Only lines with the string "iter" should be returned from the data below.

====

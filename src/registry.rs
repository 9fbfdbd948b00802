//! Contract registry: the append-only `methodPath -> MethodContract` map an
//! [`crate::endpoint::Endpoint`] dispatches against (§3, §4.6).

use crate::contract::{MethodContract, ServiceContract};
use crate::{Error, Result};
use std::collections::HashMap;
use std::sync::RwLock;

/// Maps `/service/method` paths to their registered [`MethodContract`].
///
/// # Thread safety
///
/// Lookups (during dispatch) are far more frequent than registrations
/// (usually all performed once at startup), so the registry is an
/// `RwLock`-guarded map rather than anything lock-free.
pub struct ContractRegistry {
    methods: RwLock<HashMap<String, MethodContract>>,
}

impl Default for ContractRegistry {
    fn default() -> Self {
        Self::new()
    }
}

impl ContractRegistry {
    pub fn new() -> Self {
        ContractRegistry { methods: RwLock::new(HashMap::new()) }
    }

    /// Register every method of a (possibly composed) service contract.
    /// Rejects the whole batch if any method path collides with one
    /// already registered (§3: "append-only; duplicate registration is
    /// rejected").
    pub fn register_service(&self, contract: ServiceContract) -> Result<()> {
        let flattened = contract.flatten()?;
        let mut methods = self.methods.write().map_err(|_| Error::Config("registry lock poisoned".into()))?;
        for method in &flattened {
            if methods.contains_key(&method.method_path()) {
                return Err(Error::Config(format!(
                    "method '{}' already registered",
                    method.method_path()
                )));
            }
        }
        for method in flattened {
            methods.insert(method.method_path(), method);
        }
        Ok(())
    }

    /// Register a single method ad hoc, bypassing `ServiceContract`
    /// composition (§4.6: "ad-hoc method registration without requiring a
    /// full service contract").
    pub fn register_method(&self, method: MethodContract) -> Result<()> {
        let mut methods = self.methods.write().map_err(|_| Error::Config("registry lock poisoned".into()))?;
        let path = method.method_path();
        if methods.contains_key(&path) {
            return Err(Error::Config(format!("method '{}' already registered", path)));
        }
        methods.insert(path, method);
        Ok(())
    }

    /// O(1) lookup by wire method path (§3).
    pub fn lookup(&self, method_path: &str) -> Option<MethodContract> {
        self.methods.read().ok()?.get(method_path).cloned()
    }

    pub fn len(&self) -> usize {
        self.methods.read().map(|m| m.len()).unwrap_or(0)
    }

    pub fn is_empty(&self) -> bool {
        self.len() == 0
    }
}

#[cfg(test)]
mod tests {
    use super::*;
    use crate::codec::FnCodec;
    use crate::contract::{ErasedCodecs, Pattern};
    use bytes::Bytes;
    use std::sync::Arc;

    fn string_codec() -> crate::codec::BoxedCodec<String> {
        Arc::new(FnCodec::new(
            |s: &String| Ok(Bytes::copy_from_slice(s.as_bytes())),
            |b: &[u8]| String::from_utf8(b.to_vec()).map_err(|e| Error::Codec(e.to_string())),
        ))
    }

    #[test]
    fn register_then_lookup() {
        let registry = ContractRegistry::new();
        let contract = ServiceContract::new("Echo").with_method(MethodContract::new(
            "Echo",
            "Say",
            Pattern::Unary,
            ErasedCodecs::new(string_codec(), string_codec()),
        ));
        registry.register_service(contract).unwrap();
        assert!(registry.lookup("/Echo/Say").is_some());
        assert_eq!(registry.len(), 1);
    }

    #[test]
    fn duplicate_registration_is_rejected() {
        let registry = ContractRegistry::new();
        let make = || {
            ServiceContract::new("Echo").with_method(MethodContract::new(
                "Echo",
                "Say",
                Pattern::Unary,
                ErasedCodecs::new(string_codec(), string_codec()),
            ))
        };
        registry.register_service(make()).unwrap();
        assert!(registry.register_service(make()).is_err());
        // The rejected batch must not have partially overwritten anything.
        assert_eq!(registry.len(), 1);
    }

    #[test]
    fn ad_hoc_method_registration() {
        let registry = ContractRegistry::new();
        let method = MethodContract::new(
            "Adhoc",
            "Ping",
            Pattern::Unary,
            ErasedCodecs::new(string_codec(), string_codec()),
        );
        registry.register_method(method).unwrap();
        assert!(registry.lookup("/Adhoc/Ping").is_some());
    }

    #[test]
    fn unknown_method_lookup_returns_none() {
        let registry = ContractRegistry::new();
        assert!(registry.lookup("/Nope/Nope").is_none());
    }
}
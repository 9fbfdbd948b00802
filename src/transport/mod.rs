//! Transport abstraction layer (§6).
//!
//! `muxrpc-core` knows nothing about concrete wire formats. A transport
//! implementation — TCP/HTTP2, WebSocket, a process-local isolate channel —
//! satisfies the [`Transport`] trait and is handed to an
//! [`crate::endpoint::Endpoint`]; everything above that line (multiplexer,
//! call state machines, caller/responder endpoints) is identical regardless
//! of which transport is plugged in.
//!
//! This module also ships [`inmemory::InMemoryTransport`], a pair of
//! connected in-process pipes. It is deliberately the simplest possible
//! transport (no framing, no I/O) and exists so this crate has at least one
//! reference implementation to exercise the trait against and so its own
//! test suite can drive full caller/responder round trips without a real
//! network.

pub mod inmemory;

use crate::wire::{StreamId, TransportMessage};
use crate::Result;
use async_trait::async_trait;
use tokio::sync::mpsc;

/// Which side of a connection this transport instance represents (§6).
#[derive(Debug, Clone, Copy, PartialEq, Eq)]
pub enum TransportRole {
    Caller,
    Responder,
}

/// Transport-agnostic message flow, consumed by [`crate::mux::Multiplexer`]
/// (§6). Every concrete transport backend implements this trait.
///
/// # Thread safety
///
/// Implementations must be `Send + Sync`: the multiplexer may call
/// `send_*` from any call's owning task concurrently with the background
/// task draining `incoming_frames()`.
///
/// # Ordering
///
/// Implementations MUST preserve per-stream, per-direction frame order
/// (§6). Across streams, no ordering is required.
#[async_trait]
pub trait Transport: Send + Sync {
    /// Allocate a fresh stream ID for a new locally-initiated stream,
    /// following this transport's role parity (§3).
    fn create_stream(&self) -> StreamId;

    /// Send a metadata frame on `stream_id`.
    async fn send_metadata(
        &self,
        stream_id: StreamId,
        metadata: crate::metadata::Metadata,
        end_stream: bool,
    ) -> Result<()>;

    /// Send a payload frame on `stream_id`.
    async fn send_payload(&self, stream_id: StreamId, bytes: bytes::Bytes, end_stream: bool) -> Result<()>;

    /// Send a direct-object frame. Only implemented by transports reporting
    /// `supports_zero_copy() == true`; others return
    /// `Error::Protocol` if called (call sites must check the capability
    /// first — §9).
    async fn send_direct(
        &self,
        stream_id: StreamId,
        object: crate::wire::DirectObject,
        end_stream: bool,
    ) -> Result<()> {
        let _ = (stream_id, object, end_stream);
        Err(crate::Error::Protocol(
            "transport does not support zero-copy direct frames".into(),
        ))
    }

    /// Mark that the local side has nothing further to send on this stream,
    /// without necessarily terminating the remote-reading side.
    async fn finish_sending(&self, stream_id: StreamId) -> Result<()>;

    /// Abort `stream_id` out-of-band, independent of whichever half (if
    /// any) has already called `finish_sending` (§5). This is how a
    /// dropped caller handle reaches the peer: unlike `send_metadata` /
    /// `send_payload`, implementations MUST accept this even after the
    /// local side marked itself finished.
    async fn reset(&self, stream_id: StreamId, status: crate::status::Status) -> Result<()>;

    /// Release a stream ID after both directions have reached a terminal
    /// state. Returns `false` if the ID was already released or was never
    /// allocated (§4.2).
    fn release_stream_id(&self, stream_id: StreamId) -> bool;

    /// The full inbound frame stream for this connection — every frame for
    /// every stream, including remote-initiated ones (surfaced by their
    /// first, previously-unseen stream ID, per §6). The multiplexer is the
    /// only consumer.
    fn incoming_frames(&self) -> mpsc::UnboundedReceiver<TransportMessage>;

    /// Close the transport. All live streams MUST eventually observe a
    /// synthetic `UNAVAILABLE` trailer (§6, §7 class 4).
    async fn close(&self);

    fn is_closed(&self) -> bool;

    fn role(&self) -> TransportRole;

    /// Whether this transport supports direct-object frames bypassing
    /// encode/decode (§3, §9).
    fn supports_zero_copy(&self) -> bool {
        false
    }
}

#[cfg(test)]
mod tests {
    use super::inmemory::InMemoryTransport;
    use super::*;

    #[tokio::test]
    async fn paired_transport_roles_differ() {
        let (caller, responder) = InMemoryTransport::pair();
        assert_eq!(caller.role(), TransportRole::Caller);
        assert_eq!(responder.role(), TransportRole::Responder);
    }
}
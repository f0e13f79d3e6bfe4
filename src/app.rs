//! Application is the entry point for a portico server.
//!
//! It owns the router, the WebSocket handler table, the module chain and the
//! global counters, and runs the accept loop. Every accepted connection is
//! read request by request; each request is classified as a WebSocket upgrade
//! or a standard request and handed to the dispatcher.
//!
//! # Examples
//!
//! ```rust,no_run
//! use portico::Application;
//!
//! let mut app = Application::new();
//! app.get("/", |ctx| Box::pin(async move {
//!     let _ = ctx.write_string("Hello!");
//! }));
//! app.listen("127.0.0.1:3000").unwrap();
//! ```

use crate::config::{ServerConfig, TlsConfig};
use crate::dispatcher::Dispatcher;
use crate::error::{ServerError, ServerResult};
use crate::handler::{ExceptionHandler, Handler, SharedHandler};
use crate::http::parse::read_request;
use crate::http::response::{CHARSET_UTF8, HEADER_CONTENT_TYPE, HEADER_SERVER};
use crate::http::websocket::accept_key;
use crate::http::{Connection, HttpContext, Method, Request, WebSocket};
use crate::logging::LOG_TARGET_SERVER;
use crate::module::Module;
use crate::pool::PoolStats;
use crate::router::{RouteMatch, Router};
use crate::state::GlobalState;
use futures::future::BoxFuture;
use rustls::ServerConfig as RustlsConfig;
use std::collections::HashMap;
use std::path::{Path, PathBuf};
use std::sync::Arc;
use std::time::Duration;
use tokio::io::AsyncWriteExt;
use tokio::net::TcpListener;
use tokio::runtime::Runtime;
use tokio::sync::Semaphore;
use tokio_rustls::TlsAcceptor;

/// The main application struct that represents your web server.
///
/// Routes, WebSocket handlers, modules and the exception handler are all
/// registered before [`Application::listen`] or [`Application::serve`] is
/// called; after that the application is shared read-only between
/// connection tasks.
pub struct Application {
    config: ServerConfig,
    router: Router,
    websockets: HashMap<String, SharedHandler>,
    dispatcher: Dispatcher,
    tls_config: Option<Arc<TlsConfig>>,
}

impl Default for Application {
    fn default() -> Self {
        Self::new()
    }
}
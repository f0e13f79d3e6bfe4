use crate::error::{ServerError, ServerResult};
use crate::http::response::HEADER_CONTENT_TYPE;
use crate::http::{Connection, Request, Response, WebSocket};
use crate::pool::{Poolable, Pooled};
use crate::router::Params;
use serde::Serialize;
use std::io;
use std::net::IpAddr;

/// Everything a handler or module sees about one request.
///
/// Contexts are pooled: the dispatcher resets one right after acquiring it
/// and it goes back to the pool once the request is logged.
#[derive(Debug, Default)]
pub struct HttpContext {
    request: Request,
    response: Option<Pooled<Response>>,
    params: Params,
    websocket: Option<WebSocket>,
    is_websocket: bool,
    hijacked: Option<Connection>,
}

impl Poolable for HttpContext {
    fn recycle(&mut self) {
        // Hands the response back to its own pool and closes any upgraded or
        // hijacked connection.
        self.response = None;
        self.websocket = None;
        self.hijacked = None;
    }
}

impl HttpContext {
    /// Reinitializes every field for a new request.
    pub fn reset(
        &mut self,
        response: Option<Pooled<Response>>,
        request: Request,
        params: Params,
    ) {
        self.request = request;
        self.response = response;
        self.params = params;
        self.websocket = None;
        self.is_websocket = false;
        self.hijacked = None;
    }

    pub(crate) fn attach_websocket(&mut self, socket: WebSocket) {
        self.websocket = Some(socket);
        self.is_websocket = true;
    }

    pub fn request(&self) -> &Request {
        &self.request
    }

    pub fn request_mut(&mut self) -> &mut Request {
        &mut self.request
    }

    /// The response wrapper; `None` on WebSocket connections.
    pub fn response(&self) -> Option<&Response> {
        self.response.as_deref()
    }

    pub fn response_mut(&mut self) -> Option<&mut Response> {
        self.response.as_deref_mut()
    }

    pub fn params(&self) -> &Params {
        &self.params
    }

    pub fn param(&self, name: &str) -> Option<&str> {
        self.params.get(name)
    }

    pub fn query(&self, name: &str) -> Option<&str> {
        self.request.get_query(name)
    }

    pub fn header(&self, name: &str) -> Option<&str> {
        self.request.get_header(name)
    }

    pub fn is_websocket(&self) -> bool {
        self.is_websocket
    }

    pub fn websocket(&mut self) -> Option<&mut WebSocket> {
        self.websocket.as_mut()
    }

    /// Request target as sent by the client.
    pub fn url(&self) -> &str {
        &self.request.uri
    }

    pub fn remote_ip(&self) -> Option<IpAddr> {
        self.request.remote_addr.map(|addr| addr.ip())
    }

    /// Takes raw control of the connection. The response wrapper is unbound
    /// afterwards, so nothing is written on the handler's behalf; the handler
    /// owns the framing from here on.
    pub fn hijack(&mut self) -> ServerResult<&mut Connection> {
        if self.is_websocket {
            return Err(ServerError::HijackUnsupported(
                "connection was upgraded to websocket".into(),
            ));
        }
        if self.hijacked.is_some() {
            return Err(ServerError::HijackUnsupported(
                "connection already hijacked".into(),
            ));
        }
        let response = self.response.as_deref_mut().ok_or_else(|| {
            ServerError::HijackUnsupported("no response bound to this request".into())
        })?;
        match response.take_sink() {
            Some(conn) if conn.is_hijackable() => Ok(self.hijacked.insert(conn)),
            Some(conn) => {
                response.restore_sink(conn);
                Err(ServerError::HijackUnsupported(
                    "transport does not expose raw connection control".into(),
                ))
            }
            None => Err(ServerError::HijackUnsupported(
                "response is not bound to a connection".into(),
            )),
        }
    }

    /// The hijacked connection, if [`hijack`](Self::hijack) succeeded.
    pub fn hijacked(&mut self) -> Option<&mut Connection> {
        self.hijacked.as_mut()
    }

    pub fn is_hijacked(&self) -> bool {
        self.hijacked.is_some()
    }

    pub fn write_header(&mut self, code: u16) {
        if let Some(response) = self.response_mut() {
            response.write_header(code);
        }
    }

    pub fn set_header(&mut self, name: &str, value: &str) {
        if let Some(response) = self.response_mut() {
            response.set_header(name, value);
        }
    }

    pub fn write(&mut self, bytes: &[u8]) -> io::Result<usize> {
        match self.response_mut() {
            Some(response) => response.write(bytes),
            None => Err(io::Error::new(
                io::ErrorKind::NotConnected,
                "no response bound to this request",
            )),
        }
    }

    pub fn write_string(&mut self, s: &str) -> io::Result<usize> {
        self.write(s.as_bytes())
    }

    pub fn write_json<T: Serialize>(&mut self, value: &T) -> ServerResult<usize> {
        let body = serde_json::to_vec(value)?;
        self.set_header(HEADER_CONTENT_TYPE, "application/json");
        Ok(self.write(&body)?)
    }

    pub(crate) fn take_hijacked(&mut self) -> Option<Connection> {
        self.hijacked.take()
    }
}
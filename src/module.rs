//! Request lifecycle modules.
//!
//! A [`Module`] is a pair of optional hooks run around every standard HTTP
//! request: all begin hooks in registration order, then the handler, then all
//! end hooks in registration order. Hooks run inline on the request task. A
//! panicking hook unwinds to the dispatcher like a panicking handler, so the
//! remaining hooks of that request are skipped.

use crate::http::HttpContext;
use std::sync::Arc;

pub type Hook = Arc<dyn Fn(&mut HttpContext) + Send + Sync>;

#[derive(Clone, Default)]
pub struct Module {
    on_begin_request: Option<Hook>,
    on_end_request: Option<Hook>,
}

impl Module {
    pub fn new() -> Self {
        Self::default()
    }

    /// Runs before the handler.
    pub fn on_begin_request<F>(mut self, hook: F) -> Self
    where
        F: Fn(&mut HttpContext) + Send + Sync + 'static,
    {
        self.on_begin_request = Some(Arc::new(hook));
        self
    }

    /// Runs after the handler returns normally.
    pub fn on_end_request<F>(mut self, hook: F) -> Self
    where
        F: Fn(&mut HttpContext) + Send + Sync + 'static,
    {
        self.on_end_request = Some(Arc::new(hook));
        self
    }
}

impl std::fmt::Debug for Module {
    fn fmt(&self, f: &mut std::fmt::Formatter<'_>) -> std::fmt::Result {
        f.debug_struct("Module")
            .field("on_begin_request", &self.on_begin_request.is_some())
            .field("on_end_request", &self.on_end_request.is_some())
            .finish()
    }
}

#[derive(Clone, Default, Debug)]
pub(crate) struct ModuleChain {
    modules: Vec<Module>,
}

impl ModuleChain {
    pub fn new() -> Self {
        Self::default()
    }

    pub fn add(&mut self, module: Module) {
        self.modules.push(module);
    }

    pub fn len(&self) -> usize {
        self.modules.len()
    }

    pub fn begin_request(&self, ctx: &mut HttpContext) {
        for hook in self.modules.iter().filter_map(|m| m.on_begin_request.as_ref()) {
            hook(ctx);
        }
    }

    pub fn end_request(&self, ctx: &mut HttpContext) {
        for hook in self.modules.iter().filter_map(|m| m.on_end_request.as_ref()) {
            hook(ctx);
        }
    }
}
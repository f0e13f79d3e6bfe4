pub(crate) mod connection;
pub(crate) mod context;
pub(crate) mod parse;
pub(crate) mod request;
pub mod response;
pub(crate) mod websocket;

pub use connection::{Connection, Io};
pub use context::HttpContext;
pub use request::{Body, Method, Request};
pub use response::Response;
pub use websocket::WebSocket;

====

§ RESULT OF THE EXERCISE:
        for hook in self.modules.iter().filter_map(|m| m.on_begin_request.as_ref()) {
        for hook in self.modules.iter().filter_map(|m| m.on_end_request.as_ref()) {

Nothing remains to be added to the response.